Abstract
Background & aims:
Inflammatory bowel disease is associated with intestinal energetic derangements, including reduced creatine kinase (CK) expression. CK is critical to cellular energetics, catalyzing bidirectional transfer of high-energy phosphate between creatine and ATP, and phosphocreatine (PCr) and ADP. However, the impact of CK loss on intestinal epithelial cells (IECs) remains unclear. We aimed to characterize energetic and functional consequences of CK deficiency in IECs and identify a treatment to circumvent CK loss.
Methods:
The CK-brain isoform was knocked down (CKB KD) in T84 cells.
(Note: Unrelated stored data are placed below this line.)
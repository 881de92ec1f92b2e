//! WebSocket client of the hosted `kanban-store`.
//!
//! Implements [`RemoteStore`] over one WebSocket connection. Requests are
//! tagged with an id and may be in flight concurrently; a background reader
//! task hands each reply to the waiter registered under its id.

use std::collections::HashMap;
use std::sync::Arc;
use std::sync::atomic::{AtomicBool, AtomicU64, Ordering};
use std::time::Duration;

use futures_util::{SinkExt, StreamExt};
use kanban_proto::model::User;
use kanban_proto::wire::{self, StoreFault, StoreMessage, StoreOp, StoreValue};
use tokio::sync::oneshot;
use tokio_tungstenite::tungstenite::Message;
use tokio_tungstenite::{MaybeTlsStream, WebSocketStream, connect_async};

use super::{AuthBackend, RemoteStore, StoreError};

/// Type alias for the write half of a WebSocket connection.
type WsSender = futures_util::stream::SplitSink<
    WebSocketStream<MaybeTlsStream<tokio::net::TcpStream>>,
    Message,
>;

/// Type alias for the read half of a WebSocket connection.
type WsReader =
    futures_util::stream::SplitStream<WebSocketStream<MaybeTlsStream<tokio::net::TcpStream>>>;

/// Replies awaited by request id.
type Pending = parking_lot::Mutex<HashMap<u64, oneshot::Sender<Result<StoreValue, StoreFault>>>>;

/// WebSocket store client.
///
/// Created via [`WsStore::connect`]. Dropping the store aborts its reader
/// task and fails any request still waiting for a reply.
pub struct WsStore {
    /// The store URL (ws:// or wss://).
    url: String,
    /// Write half of the WebSocket connection (shared for concurrent sends).
    ws_sender: tokio::sync::Mutex<WsSender>,
    /// Waiters for in-flight requests.
    pending: Arc<Pending>,
    /// Next request id.
    next_id: AtomicU64,
    /// Whether the connection is still open.
    connected: Arc<AtomicBool>,
    /// Handle to the background reader task.
    reader_handle: tokio::task::JoinHandle<()>,
}

impl WsStore {
    /// Connects to a store at `url`.
    ///
    /// # Errors
    ///
    /// - [`StoreError::Timeout`] if the connection is not established within `timeout`.
    /// - [`StoreError::Unavailable`] if the store cannot be reached.
    pub async fn connect(url: &str, timeout: Duration) -> Result<Self, StoreError> {
        let (ws_stream, _response) = tokio::time::timeout(timeout, connect_async(url))
            .await
            .map_err(|_| {
                tracing::warn!(url, "store WebSocket connect timed out");
                StoreError::Timeout
            })?
            .map_err(|e| {
                tracing::warn!(url, error = %e, "store WebSocket connect failed");
                map_ws_connect_error(e)
            })?;

        let (ws_sender, ws_reader) = ws_stream.split();
        let pending: Arc<Pending> = Arc::default();
        let connected = Arc::new(AtomicBool::new(true));
        let reader_handle = tokio::spawn(reader_loop(
            ws_reader,
            Arc::clone(&pending),
            Arc::clone(&connected),
        ));

        tracing::info!(url, "connected to store");
        Ok(Self {
            url: url.to_string(),
            ws_sender: tokio::sync::Mutex::new(ws_sender),
            pending,
            next_id: AtomicU64::new(1),
            connected,
            reader_handle,
        })
    }

    /// Returns the store URL this client is connected to.
    #[must_use]
    pub fn url(&self) -> &str {
        &self.url
    }

    /// Returns whether the connection is still open.
    #[must_use]
    pub fn is_connected(&self) -> bool {
        self.connected.load(Ordering::SeqCst)
    }

    async fn request(&self, op: StoreOp) -> Result<StoreValue, StoreError> {
        let id = self.next_id.fetch_add(1, Ordering::Relaxed);
        let op_name = op.name();
        let bytes = wire::encode(&StoreMessage::Request { id, op })?;

        let (tx, rx) = oneshot::channel();
        self.pending.lock().insert(id, tx);
        // The reader clears `connected` before failing the pending table, so a
        // waiter registered after that point must not wait.
        if !self.is_connected() {
            self.pending.lock().remove(&id);
            return Err(StoreError::Unavailable("connection closed".to_string()));
        }

        let sent = self
            .ws_sender
            .lock()
            .await
            .send(Message::Binary(bytes.into()))
            .await;
        if let Err(e) = sent {
            tracing::warn!(request_id = id, op = op_name, error = %e, "store send failed");
            self.pending.lock().remove(&id);
            self.connected.store(false, Ordering::SeqCst);
            return Err(StoreError::Unavailable(format!("send failed: {e}")));
        }

        tracing::debug!(request_id = id, op = op_name, "store request sent");
        match rx.await {
            Ok(result) => result.map_err(StoreError::from),
            Err(_) => Err(StoreError::Unavailable("connection closed".to_string())),
        }
    }
}

impl Drop for WsStore {
    fn drop(&mut self) {
        self.reader_handle.abort();
    }
}

impl RemoteStore for WsStore {
    async fn execute(&self, op: StoreOp) -> Result<StoreValue, StoreError> {
        self.request(op).await
    }
}

impl AuthBackend for WsStore {
    async fn sign_in(&self, email: &str, display_name: Option<String>) -> Result<User, StoreError> {
        super::sign_in_with(self, email, display_name).await
    }

    async fn sign_out(&self) -> Result<(), StoreError> {
        match self.request(StoreOp::SignOut).await? {
            StoreValue::Done => Ok(()),
            _ => Err(StoreError::UnexpectedReply("sign_out")),
        }
    }
}

/// Background task that routes replies to their waiters.
///
/// Malformed frames are logged and skipped. A store `Error` message, or the
/// socket closing, fails every pending request.
async fn reader_loop(mut ws_reader: WsReader, pending: Arc<Pending>, connected: Arc<AtomicBool>) {
    while let Some(msg_result) = ws_reader.next().await {
        match msg_result {
            Ok(Message::Binary(data)) => match wire::decode(&data) {
                Ok(StoreMessage::Reply { id, result }) => {
                    let waiter = pending.lock().remove(&id);
                    match waiter {
                        Some(tx) => {
                            // The caller may have given up; nothing to do then.
                            let _ = tx.send(result);
                        }
                        None => tracing::debug!(request_id = id, "reply without waiter"),
                    }
                }
                Ok(StoreMessage::Error { reason }) => {
                    // No id to match, so no waiter can be told apart. Fail them
                    // all rather than leave one waiting forever.
                    let waiters = std::mem::take(&mut *pending.lock());
                    tracing::warn!(reason = %reason, failed = waiters.len(), "store reported a connection error");
                    for tx in waiters.into_values() {
                        let _ = tx.send(Err(StoreFault::Unavailable(reason.clone())));
                    }
                }
                Ok(other) => {
                    tracing::debug!(?other, "unexpected store message");
                }
                Err(e) => {
                    tracing::warn!(error = %e, "malformed store frame, skipping");
                }
            },
            Ok(Message::Close(_)) => {
                tracing::info!("store WebSocket closed by server");
                break;
            }
            Ok(_) => {
                // Ignore ping/pong/text frames.
            }
            Err(e) => {
                tracing::warn!(error = %e, "store WebSocket read error");
                break;
            }
        }
    }
    connected.store(false, Ordering::SeqCst);
    let abandoned = std::mem::take(&mut *pending.lock());
    if !abandoned.is_empty() {
        tracing::warn!(count = abandoned.len(), "failing requests after disconnect");
    }
    tracing::info!("store reader task exiting");
}

/// Map a `tokio_tungstenite` connection error to a [`StoreError`].
fn map_ws_connect_error(err: tokio_tungstenite::tungstenite::Error) -> StoreError {
    use tokio_tungstenite::tungstenite::Error as WsError;
    match err {
        WsError::Io(io_err) => StoreError::Unavailable(format!("I/O error: {io_err}")),
        WsError::Tls(_) => StoreError::Unavailable(format!("TLS error: {err}")),
        WsError::Http(response) => {
            StoreError::Unavailable(format!("HTTP error: status {}", response.status()))
        }
        other => StoreError::Unavailable(format!("connection error: {other}")),
    }
}

#[cfg(test)]
mod tests {
    use super::*;
    use kanban_proto::model::{TaskId, TaskPatch};
    use kanban_proto::wire::ListQuery;
    use tokio::net::TcpListener;

    const TIMEOUT: Duration = Duration::from_secs(5);

    async fn test_store_url() -> String {
        let (addr, _handle) = kanban_store::server::start_server("127.0.0.1:0")
            .await
            .unwrap();
        format!("ws://{addr}/ws")
    }

    /// A server that accepts one connection, reads one frame and hangs up
    /// without replying.
    async fn start_hangup_server() -> String {
        let listener = TcpListener::bind("127.0.0.1:0").await.unwrap();
        let addr = listener.local_addr().unwrap();
        tokio::spawn(async move {
            let (stream, _) = listener.accept().await.unwrap();
            let mut ws = tokio_tungstenite::accept_async(stream).await.unwrap();
            let _ = ws.next().await;
            let _ = ws.close(None).await;
        });
        format!("ws://{addr}/ws")
    }

    /// A server that answers the first frame with a connection-level error
    /// and then stays silent.
    async fn start_error_server() -> String {
        let listener = TcpListener::bind("127.0.0.1:0").await.unwrap();
        let addr = listener.local_addr().unwrap();
        tokio::spawn(async move {
            let (stream, _) = listener.accept().await.unwrap();
            let mut ws = tokio_tungstenite::accept_async(stream).await.unwrap();
            let _ = ws.next().await;
            let error = wire::encode(&StoreMessage::Error {
                reason: "unreadable".to_string(),
            })
            .unwrap();
            ws.send(Message::Binary(error.into())).await.unwrap();
            while ws.next().await.is_some() {}
        });
        format!("ws://{addr}/ws")
    }

    #[tokio::test]
    async fn sign_in_and_list_boards() {
        let url = test_store_url().await;
        let store = WsStore::connect(&url, TIMEOUT).await.unwrap();
        let user = store.sign_in("ada@example.com", None).await.unwrap();
        let boards = store.list_boards(ListQuery::owner(user.id)).await.unwrap();
        assert_eq!(boards.len(), 1);
        assert_eq!(store.url(), url);
    }

    #[tokio::test]
    async fn concurrent_requests_are_matched_by_id() {
        let url = test_store_url().await;
        let store = WsStore::connect(&url, TIMEOUT).await.unwrap();
        let user = store.sign_in("ada@example.com", None).await.unwrap();
        let board = store
            .list_boards(ListQuery::owner(user.id))
            .await
            .unwrap()
            .remove(0);

        let (columns, tasks, subtasks) = tokio::try_join!(
            store.list_columns(ListQuery::board(board.id.clone())),
            store.list_tasks(ListQuery::board(board.id.clone())),
            store.list_subtasks(ListQuery::board(board.id.clone())),
        )
        .unwrap();
        assert_eq!(columns.len(), 3);
        assert!(tasks.is_empty());
        assert!(subtasks.is_empty());
    }

    #[tokio::test]
    async fn faults_surface_as_store_errors() {
        let url = test_store_url().await;
        let store = WsStore::connect(&url, TIMEOUT).await.unwrap();
        let result = store.list_boards(ListQuery::owner("nobody".into())).await;
        assert!(matches!(result, Err(StoreError::Forbidden(_))));
    }

    #[tokio::test]
    async fn disconnect_fails_pending_request() {
        let url = start_hangup_server().await;
        let store = WsStore::connect(&url, TIMEOUT).await.unwrap();
        let result = store.sign_in("ada@example.com", None).await;
        assert!(matches!(result, Err(StoreError::Unavailable(_))));
        assert!(!store.is_connected());
    }

    #[tokio::test]
    async fn oversized_update_fails_instead_of_hanging() {
        let url = test_store_url().await;
        let store = WsStore::connect(&url, TIMEOUT).await.unwrap();
        let user = store.sign_in("ada@example.com", None).await.unwrap();

        let patch = TaskPatch::now().description(Some("x".repeat(300_000)));
        let result = tokio::time::timeout(TIMEOUT, store.update_task(TaskId::from("t1"), patch))
            .await
            .expect("request must not hang");
        assert!(matches!(result, Err(StoreError::Invalid(_))));

        // Only that request failed.
        assert!(store.is_connected());
        assert_eq!(store.list_boards(ListQuery::owner(user.id)).await.unwrap().len(), 1);
    }

    #[tokio::test]
    async fn store_error_message_fails_pending_request() {
        let url = start_error_server().await;
        let store = WsStore::connect(&url, TIMEOUT).await.unwrap();
        let result = tokio::time::timeout(TIMEOUT, store.sign_in("ada@example.com", None))
            .await
            .expect("request must not hang");
        assert!(matches!(result, Err(StoreError::Unavailable(reason)) if reason == "unreadable"));
    }

    #[tokio::test]
    async fn connect_to_closed_port_is_unavailable() {
        let listener = TcpListener::bind("127.0.0.1:0").await.unwrap();
        let addr = listener.local_addr().unwrap();
        drop(listener);
        let result = WsStore::connect(&format!("ws://{addr}/ws"), TIMEOUT).await;
        assert!(matches!(result, Err(StoreError::Unavailable(_))));
    }
}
Colonoids were derived from CK-brain/mitochondrial isoform knockout (CK dKO) mice. Cell lines were characterized by quantitative polymerase chain reaction, immunoblot, high-performance liquid chromatograph, Seahorse assays, transepithelial electrical resistance, wound healing, immunofluorescence, and proliferation assays, and in the presence of supplemental PCr. CK dKO mice treated with PCr in the setting of colitis were evaluated by clinical and histologic disease scoring.
Results:
CKB KD T84s and CK dKO colonoids demonstrated signs of energy deficiency, including reduced ATP levels and oxidative phosphorylation capacity. This was associated with diminished IEC function, most notably proliferation, and impaired barrier formation and scratch-wound healing. Supplementing PCr normalized ATP levels, proliferation, and barrier formation. Oral PCr supplementation during murine colitis resulted in improved disease activity.
Conclusions:
Loss of CK, a change that occurs in inflammatory bowel disease, causes defective energy metabolism and IEC functioning. PCr supplementation rescues many detrimental effects of CK loss and serves as a protective mechanism in murine colitis. These findings may provide insight into pathogenic mechanisms and a novel therapeutic modality in inflammatory bowel disease.